(Re-)Add Storage functionality

[daviddrysdale]

The existing storage pseudo-Node implementation in C++ was removed by #1016 as part of the move to a Rust-only Runtime. However, we are still going to need some kind of storage functionality.

[tiziano88]

Note we already have https://github.com/project-oak/oak/issues/815, which in turn is blocked on https://github.com/project-oak/oak/issues/822 , which I think should be a pre-requisite to this issue (feel free to re-prioritize them accordingly).

It feels like it could be implemented using the existing gRPC client pseudo-node and not much more, although storing data in that way would require a sufficiently relaxed label on the data being processed, i.e. it must "flow to" the TLS domain of the storage endpoint.

[daviddrysdale]

I was assuming that storage functionality would still require some kind of in-Oak encryption / decryption to allow labelled (plaintext) data to be stored (as unlabelled ciphertext), as was done in the previous C++ implementation, and that doesn't seem to be covered by #815 or #822 (but was mentioned in #727).

Of course, with cryptography comes keys, and with keys comes key management and a PKI, as per #745.

[tiziano88]

I used to think that doing the encryption from Oak Runtime would be sufficient, but while thinking about IFC, I convinced myself otherwise.

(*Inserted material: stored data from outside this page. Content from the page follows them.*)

#[cfg(feature = "serde")]
use serde::{Deserialize, Serialize};

use crate::{
    self as nmea_snapshot, FromFields,
    parsing::{calendar_date, utc_time, zone_offset},
};

/// ZDA - Time & Date - UTC, day, month, year and local time zone
///
/// <https://gpsd.gitlab.io/gpsd/NMEA.html#_zda_time_date_utc_day_month_year_and_local_time_zone>
///
/// ```text
///         1         2  3  4    5  6
///         |         |  |  |    |  |
///  $--ZDA,hhmmss.ss,xx,xx,xxxx,xx,xx*hh<CR><LF>
/// ```
#[cfg_attr(feature = "serde", derive(Serialize, Deserialize))]
#[cfg_attr(feature = "serde", serde(rename_all = "camelCase"))]
#[derive(Debug, Default, Clone, PartialEq, Eq, FromFields)]
pub struct ZDA {
    /// UTC time
    pub time: String,
    /// Day, 01 to 31
    pub day: String,
    /// Month, 01 to 12
    pub month: String,
    /// Year, four digits
    pub year: String,
    /// Local zone hours, -13 to 13
    pub zone_hours: String,
    /// Local zone minutes, 00 to 59
    pub zone_minutes: String,
}

impl ZDA {
    pub fn fix_time(&self) -> Option<time::Time> {
        utc_time(&self.time)
    }

    pub fn date(&self) -> Option<time::Date> {
        calendar_date(
            self.year.parse().ok()?,
            self.month.parse().ok()?,
            self.day.parse().ok()?,
        )
    }

    /// Offset of the local zone from UTC.
    pub fn utc_offset(&self) -> Option<time::UtcOffset> {
        zone_offset(&self.zone_hours, &self.zone_minutes)
    }
}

For instance, say a Node has a high (non-bottom) confidentiality label, and has observed a bit of confidential information; if we allow it to store anything, even if encrypted, it can choose whether or not to store it, which will cause some network activity, which can be used as a covert channel to exfiltrate the confidential bit. And I have similar reservations regarding the distributed runtime. Basically I think anything that relies on network outside of Oak can only ever carry public data. The alternative is to generate constant cover traffic to the storage server (or to a remote runtime) so that it becomes hard / impossible to detect covert channels.

In short, I think we need to think more about this before jumping into the implementation of the encryption logic.

@aferr is this a problem that is already studied in IFC?

[tiziano88]

In fact, even the gRPC client approach presumably already has the same problem: even if we constrain it to a specific TLS domain, the fact of whether or not there is data being sent over the network should be considered a public channel.

[tiziano88]

Just to get the conversation back on track: let's generalize it to a distributed runtime in which different instances are expected to exchange non-public data over network, which is public. I suspect that even with encryption, the mere presence of network activity would leak.

On the other hand, perhaps a mechanism similar to a call gate could be used, so that a node needs to specify upfront that it is going to send out some labelled data, and then it is forced to do so, or the runtime will send a dummy packet instead if it fails to do it.

[aferr]

(I still plan to respond, but haven't been able to get to it yet :) sorry )

[seefeldb]

@tiziano88 isn't network just one of many observable variables that might leak information? e.g. cpu use could also be a function of a secret, even if the response over the network is public (or secret, but fixed size), and it might be observed directly at the host system level (how much CPU did the enclave consume) or via network latency.

that's not a reason to dismiss it, but it seems to me that we want to model threats from these kinds side channels separately, and that storage has aspects of both. e.g. do we want to protect against someone observing storage requests or just someone with access to the disk after the fact?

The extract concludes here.